Shortly before 2 p.m. EDT, the Dow Jones (INDEX: ^DJI) was down 0.19% for the day, while the Nasdaq (INDEX: ^IXIC) was up 0.41%. While a 0.6 percentage point difference between the two indexes may not seem like a lot, it highlights the growing divergence between them so far in 2012. Even after losses this week, the Nasdaq is up 18.3% on the year, while the Dow Jones is up "only" 6.9%. Looking out even further, over the past five years the Nasdaq has gained 24.7%, while the Dow is up only 4%. Let's take a deeper look at what's driving the Nasdaq's outperformance.

The key reason
The biggest reason for the Nasdaq's recent outperformance centers on one key company: Apple (Nasdaq: AAPL). Just last April the company's weight in the Nasdaq 100 was cut from 20.5% to 12.3% in an effort to reduce the index's concentration in Apple. However, with Apple continuing to soar, it's now back to about a 17.5% weighting in the Nasdaq.

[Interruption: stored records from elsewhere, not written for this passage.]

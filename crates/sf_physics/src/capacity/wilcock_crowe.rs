// crates/sf_physics/src/capacity/wilcock_crowe.rs

//! Wilcock & Crowe (2003) 表层分级输沙公式
//!
//! ```text
//! τ*_rm = 0.021 + 0.015·exp(-20·F_s)
//! τ_rm  = τ*_rm·(s-1)·ρ·g·D_sm
//! τ_ri  = τ_rm·(D_i/D_sm)^b,   b = 0.67 / (1 + exp(1.5 - D_i/D_sm))
//! φ     = τ / τ_ri
//! W*_i  = 0.002·φ^7.5                 (φ < 1.35)
//!       = 14·(1 - 0.894/φ^0.5)^4.5    (φ ≥ 1.35)
//! q_bi  = W*_i·F_i·u*³ / ((s-1)·g)
//! ```
//!
//! F_s 为砂（0.0625–2 mm）含量，可设为常数。

use super::{BedloadCapacity, CapacityContext};
use crate::grains::Grains;
use crate::reach::Reach;
use serde::{Deserialize, Serialize};
use sf_foundation::{SfError, SfResult};

const SAND_MIN_DIAMETER: f64 = 0.000_062_5;
const SAND_MAX_DIAMETER: f64 = 0.002;
const BREAK_POINT: f64 = 1.35;

/// Wilcock & Crowe 输沙公式
#[derive(Debug, Clone, Default, PartialEq, Serialize, Deserialize)]
pub struct WilcockCrowe {
    /// 固定砂含量；为空时由基底计算
    #[serde(default)]
    pub constant_sand_fraction: Option<f64>,
}

impl WilcockCrowe {
    /// 验证参数
    pub fn validate(&self) -> SfResult<()> {
        if let Some(fs) = self.constant_sand_fraction {
            SfError::check_range("constant_sand_fraction", fs, 0.0, 1.0)?;
        }
        Ok(())
    }

    fn sand_fraction(&self, basis: &Grains, diameters: &[f64]) -> f64 {
        self.constant_sand_fraction.unwrap_or_else(|| {
            basis.volume_within_diameter_range(diameters, SAND_MIN_DIAMETER, SAND_MAX_DIAMETER)
                / basis.overall_volume()
        })
    }
}

impl BedloadCapacity for WilcockCrowe {
    fn name(&self) -> &'static str {
        "WilcockCroweBedloadCapacity"
    }

    fn capacity_from_basis(
        &self,
        reach: &Reach,
        basis: &Grains,
        ctx: &CapacityContext<'_>,
    ) -> SfResult<Grains> {
        let params = ctx.params;
        let diameters = &params.fractional_grain_diameters;
        let total = basis.overall_volume();
        let mean = match basis.geometric_mean_diameter(diameters) {
            Some(d) if d > 0.0 => d,
            _ => return Ok(Grains::zeros_like(basis)),
        };

        let tau = reach.bed_shear_stress.max(0.0);
        let u_star = (tau / params.water_density).sqrt();
        let s_minus_one = params.submerged_specific_gravity();
        let tau_rm_star = 0.021 + 0.015 * (-20.0 * self.sand_fraction(basis, diameters)).exp();
        let tau_rm = tau_rm_star * s_minus_one * params.water_density * params.gravity * mean;
        let transport_scale = reach.active_width * u_star.powi(3) / (s_minus_one * params.gravity);

        let per_fraction = diameters
            .iter()
            .zip(basis.overall_fractional_abundance())
            .map(|(&d, volume)| {
                let ratio = d / mean;
                let b = 0.67 / (1.0 + (1.5 - ratio).exp());
                let tau_ri = tau_rm * ratio.powf(b);
                let phi = tau / tau_ri;
                let w_star = if phi < BREAK_POINT {
                    0.002 * phi.powf(7.5)
                } else {
                    14.0 * (1.0 - 0.894 / phi.sqrt()).powf(4.5)
                };
                transport_scale * w_star * volume / total
            })
            .collect::<Vec<_>>();

        Grains::distribute_fractional_abundance(&per_fraction, basis)
    }
}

Apple's year-to-date return of 55.9% explains about 9 percentage points -- or nearly all of the Nasdaq's outperformance. As Foolish colleague Dan Dzombak notes, if the Dow had added Apple instead of Cisco back when it replaced GM in June 2009, the Dow would be approaching 15,000 right now, rather than battling to stay above 13,000.

Oh, and about that divergence between the Dow and Nasdaq today? Apple is up 1.18% so far today, so that alone explains a third of the Nasdaq's outperformance.

Another reason the Dow's lagging behind
Beyond Apple's absence from the Dow, there's another reason the index is trailing this year: The Dow's top performers hold little weight in the index. The top three performing Dow stocks this year -- Bank of America (NYSE: BAC), Microsoft, and JPMorgan -- comprise a combined 4.91% weighting of the index. The highest performer so far this year, Bank of America, is just 0.53% of the Dow. Compare that to the highest-weighted Dow component, IBM (NYSE: IBM), which is 11.93% of the index. In total, six different Dow stocks have higher weightings on their own than the 4.91% combined weighting of Bank of America, Microsoft, and JPMorgan.

The point? The Dow's big winners don't have much effect on the index. If every company in the Dow held an equal amount of weighting, the Dow would have returned 11.2% during the first quarter instead of the 8.1% it notched with its current price-weighted methodology.

So there you have it: The Dow's underweighting of certain outperforming companies and Apple's amazing run have conspired to hold the indexes returns down. In the end, that's why you're best off looking at multiple indexes beyond the Dow, like the S&P 500, to get a feel for how the market's doing at any given day.